Squyres explained how, by eliminating the need for milling, Archer’s Stronghold systems have the capacity to deliver more efficient P&A operations. When used in conjunction with Tubing Conveyed Perforating (TCP) products and new charge developments, the systems give economical and safe execution of operations providing time and cost savings for customers. The systems have been tried and tested in multiple environments across the globe including, the Gulf of Mexico, Alaska, the North Sea, the Middle East, Asia, and Australia.
Going into more detail, Squyres outlined the three tools for barrier verification and setting which make up Stronghold systems.
Barrier Verification
Archer Oiltools’s verification solutions consist of the Stronghold Defender and Stronghold Fortify systems:
-The Stronghold Defender test system enables operators to efficiently perforate and test an annular barrier. It functions in three steps by first perforating the casing or liner, then verifying the integrity of the annulus, before finally placing barrier material inside the casing.
-The Stronghold Fortify system provides a reliable verification of annular integrity in just one trip which consists of perforation of the casing, testing the integrity of the annulus, verifying the annulus integrity with a unique pressure verification system and cementing across the perforated areas.
Barrier Setting
The Stronghold Barricade system, the main focus of Squyres presentation, perforates, washes, and cements the annulus in order to create a rock-to-rock barrier to achieve permanent caprock integrity.
Usually, this can be achieved in just one trip, which consists of perforating the section, at which point the guns drop automatically; thoroughly washing the perforated annular section, moving down and up if required; placing spacer fluid in the annulus using the calculated pump and pull method; and placing the barrier material using the same technique, once the blank casing is reached the ball will automatically shear out. At this point the pumps are stopped and the operator will pull above expected top of cement to circulate/reverse out any residual cement in the drill pipe.
Squyres explained that in the Gulf of Mexico frequently rat holes are not available and so two trips may be required, but even if this is the case a lot of time and cost can still be saved against a lengthy cut and pull or section milling operation for example.
To demonstrate the benefits of using the Stronghold Barricade system, Squyres outlined a case study from the Gulf of Mexico where an operator needed to set a 330 ft cross sectional cement barrier in 13 3/8” x 20” casing which had no cement in place. The well was located in more than 6,000 ft of water depth and required a barrier placed just above the 20” casing shoe.

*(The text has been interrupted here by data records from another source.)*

//! # Cash-Sale Flow
//!
//! A sale paid on the spot touches two aggregates in one transaction:
//! the product (stock deduction) and today's session (an Income movement
//! carrying the sale's profit).
//!
//! ```text
//! ┌─────────────────────────────────────────────────────────────────────────┐
//! │  record_cash_sale(product, 2.5 kg, Cash)                                │
//! │                                                                         │
//! │  BEGIN                                                                  │
//! │    today's session?        ← absent/closed → SessionState, prompt open │
//! │    deduct stock            ← insufficient → error, nothing written     │
//! │    line total = price × base-converted qty   (same conversion table    │
//! │    profit     = (price − cost) × qty          as the stock math)       │
//! │    INSERT movement { kind: Income, source: Sale { profit } }           │
//! │    UPDATE product stock, session accumulators                          │
//! │  COMMIT                                                                 │
//! └─────────────────────────────────────────────────────────────────────────┘
//! ```

use std::sync::Arc;

use sqlx::SqlitePool;
use tracing::info;

use till_core::money::Money;
use till_core::types::{Movement, MovementKind, MovementSource, PaymentMethod, Product};
use till_core::units::{self, Quantity};
use till_core::CoreError;

use crate::error::StoreResult;
use crate::events::{LedgerEvent, NotificationSink};
use crate::repository::product::{apply_stock, fetch_product};
use crate::repository::session::{
    bump_session, fetch_session_for, insert_movement, next_position,
};
use crate::runtime::{Clock, IdGenerator};

// =============================================================================
// SaleService
// =============================================================================

/// What the counter gets back after a cash sale: the ledger movement and
/// the product with its reduced stock.
#[derive(Debug, Clone)]
pub struct CashSaleReceipt {
    pub movement: Movement,
    pub product: Product,
    pub line_total: Money,
    pub profit: Money,
}

/// Orchestrates the cash-sale flow across products and the session ledger.
#[derive(Debug, Clone)]
pub struct SaleService {
    pool: SqlitePool,
    clock: Arc<dyn Clock>,
    ids: Arc<dyn IdGenerator>,
    events: Arc<dyn NotificationSink>,
}

impl SaleService {
    pub fn new(
        pool: SqlitePool,
        clock: Arc<dyn Clock>,
        ids: Arc<dyn IdGenerator>,
        events: Arc<dyn NotificationSink>,
    ) -> Self {
        SaleService {
            pool,
            clock,
            ids,
            events,
        }
    }

    /// Records a sale paid immediately.
    ///
    /// Requires an Open session for today; an absent or closed one is a
    /// SessionState error and nothing is written (the caller prompts the
    /// user to open a session, never opens one itself).
    pub async fn record_cash_sale(
        &self,
        product_id: &str,
        quantity: Quantity,
        method: PaymentMethod,
    ) -> StoreResult<CashSaleReceipt> {
        let today = self.clock.today();
        let now = self.clock.now();

        let mut tx = self.pool.begin().await?;

        let mut session = fetch_session_for(&mut tx, today, "record sale").await?;
        session.ensure_open("record sale")?;

        let mut product = fetch_product(&mut tx, product_id).await?;

        let remaining = match units::deduct(&product.id, product.stock(), quantity) {
            Ok(remaining) => remaining,
            Err(err) => {
                if matches!(err, CoreError::InsufficientStock { .. }) {
                    self.events.notify(LedgerEvent::InsufficientStock {
                        product_id: product.id.clone(),
                    });
                }
                return Err(err.into());
            }
        };
        apply_stock(&mut tx, &mut product, remaining, now).await?;

        let line_total = units::extended_price(product.price(), product.stock_unit, quantity)?;
        let cost_total = units::extended_price(product.cost(), product.stock_unit, quantity)?;
        let profit = line_total - cost_total;

        let movement = Movement {
            id: self.ids.new_id(),
            session_date: today,
            position: next_position(&mut tx, today).await?,
            kind: MovementKind::Income,
            method,
            amount_cents: line_total.cents(),
            label: Some(format!("{} {}", product.name, quantity)),
            source: MovementSource::Sale {
                sale_id: self.ids.new_id(),
                product_id: product.id.clone(),
                profit_cents: profit.cents(),
            },
            created_at: now,
        };

        session.apply_append(&movement)?;
        insert_movement(&mut tx, &movement).await?;
        bump_session(&mut tx, &mut session).await?;

        tx.commit().await?;

        info!(
            date = %today,
            product_id = %product.id,
            quantity = %quantity,
            amount_cents = line_total.cents(),
            profit_cents = profit.cents(),
            "Cash sale recorded"
        );
        self.events.notify(LedgerEvent::MovementAppended {
            date: today,
            movement_id: movement.id.clone(),
            kind: MovementKind::Income,
            amount_cents: movement.amount_cents,
        });

        Ok(CashSaleReceipt {
            movement,
            product,
            line_total,
            profit,
        })
    }
}

// =============================================================================
// Unit Tests
// =============================================================================

#[cfg(test)]
mod tests {
    use super::*;
    use crate::error::StoreError;
    use crate::events::MemorySink;
    use crate::pool::{Database, DbConfig};
    use crate::repository::product::NewProduct;
    use crate::runtime::{FixedClock, SequenceIds};
    use chrono::{NaiveDate, Utc};
    use till_core::units::Unit;

    fn date() -> NaiveDate {
        NaiveDate::from_ymd_opt(2026, 3, 14).unwrap()
    }

    async fn harness() -> (Database, Arc<MemorySink>) {
        let sink = Arc::new(MemorySink::default());
        let clock = Arc::new(FixedClock {
            date: date(),
            at: Utc::now(),
        });
        let db = Database::with_runtime(
            DbConfig::in_memory(),
            clock,
            Arc::new(SequenceIds::default()),
            sink.clone(),
        )
        .await
        .unwrap();
        (db, sink)
    }

    async fn seed_rice(db: &Database) -> String {
        // $4.00/kg sell, $2.50/kg cost, 5 kg on hand
        db.products()
            .insert(NewProduct {
                name: "Rice".to_string(),
                price_cents: 400,
                cost_cents: 250,
                initial_stock: Quantity::from_whole(5, Unit::Kilogram),
            })
            .await
            .unwrap()
            .id
    }

    #[tokio::test]
    async fn test_cash_sale_deducts_stock_and_posts_movement() {
        // 2.5 kg at $4.00/kg: $10.00 income, $3.75 profit, 2.5 kg left.
        let (db, _) = harness().await;
        db.sessions().open(date(), Money::zero()).await.unwrap();
        let product_id = seed_rice(&db).await;

        let receipt = db
            .sales()
            .record_cash_sale(
                &product_id,
                Quantity::new(2500, Unit::Kilogram),
                PaymentMethod::Cash,
            )
            .await
            .unwrap();

        assert_eq!(receipt.line_total.cents(), 1000);
        assert_eq!(receipt.profit.cents(), 375);
        assert_eq!(receipt.product.stock_base_milli, 2_500_000);
        assert_eq!(receipt.product.display_stock().to_string(), "2.5 kg");
        assert_eq!(receipt.movement.source.profit_cents(), 375);

        let view = db.sessions().get(date()).await.unwrap();
        assert_eq!(view.session.income_cents, 1000);
        assert_eq!(view.session.profit_cents, 375);
        assert_eq!(view.movements.len(), 1);
    }

    #[tokio::test]
    async fn test_cash_sale_without_session_is_session_state() {
        let (db, _) = harness().await;
        let product_id = seed_rice(&db).await;

        let err = db
            .sales()
            .record_cash_sale(
                &product_id,
                Quantity::from_whole(1, Unit::Kilogram),
                PaymentMethod::Cash,
            )
            .await
            .unwrap_err();
        assert!(matches!(
            err,
            StoreError::Core(CoreError::SessionState { found: "absent", .. })
        ));

        // Stock untouched
        let product = db.products().get(&product_id).await.unwrap();
        assert_eq!(product.stock_base_milli, 5_000_000);
    }

    #[tokio::test]
    async fn test_cash_sale_on_closed_session_is_session_state() {
        let (db, _) = harness().await;
        db.sessions().open(date(), Money::zero()).await.unwrap();
        db.sessions().close(date(), Money::zero()).await.unwrap();
        let product_id = seed_rice(&db).await;

        let err = db
            .sales()
            .record_cash_sale(
                &product_id,
                Quantity::from_whole(1, Unit::Kilogram),
                PaymentMethod::Cash,
            )
            .await
            .unwrap_err();
        assert!(matches!(
            err,
            StoreError::Core(CoreError::SessionState { found: "closed", .. })
        ));
    }

    #[tokio::test]
    async fn test_cash_sale_insufficient_stock_leaves_everything_unchanged() {
        let (db, sink) = harness().await;
        db.sessions().open(date(), Money::zero()).await.unwrap();
        let product_id = seed_rice(&db).await;

        let err = db
            .sales()
            .record_cash_sale(
                &product_id,
                Quantity::from_whole(6, Unit::Kilogram),
                PaymentMethod::Cash,
            )
            .await
            .unwrap_err();
        assert!(matches!(
            err,
            StoreError::Core(CoreError::InsufficientStock { .. })
        ));

        let product = db.products().get(&product_id).await.unwrap();
        assert_eq!(product.stock_base_milli, 5_000_000);
        let view = db.sessions().get(date()).await.unwrap();
        assert!(view.movements.is_empty());
        assert_eq!(view.session.income_cents, 0);

        assert!(sink
            .take()
            .iter()
            .any(|e| matches!(e, LedgerEvent::InsufficientStock { .. })));
    }

    #[tokio::test]
    async fn test_selling_exact_stock_reaches_zero() {
        let (db, _) = harness().await;
        db.sessions().open(date(), Money::zero()).await.unwrap();
        let product_id = seed_rice(&db).await;

        let receipt = db
            .sales()
            .record_cash_sale(
                &product_id,
                Quantity::from_whole(5, Unit::Kilogram),
                PaymentMethod::Card,
            )
            .await
            .unwrap();
        assert_eq!(receipt.product.stock_base_milli, 0);
        assert_eq!(receipt.movement.method, PaymentMethod::Card);
    }
}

The operator wanted a barrier to be deployed in order to prevent a cut and pull.
To meet this challenge, Archer deployed the Stronghold Barricade system after working with a local provider to ensure they had the right TCP charge performance. The tool successfully washed and cemented the 330 ft long interval with even rates at 1200 lpm. A successful test thereafter showed the operation was a success and the operator was able to move on with the completion of the P&A.
By using this method, the operator was able to capture value and time by avoiding a cut and pull. Off of the successful completion of this operation, Archer has now been commissioned for several more projects in the region with this client and indeed several others.
Globally, more than 200 P&A plugs have now been installed using Stronghold systems which have delivered 99% operation efficiency, achieved US$250mn in customer savings, and saved 190 tons of CO2 emissions per barrier.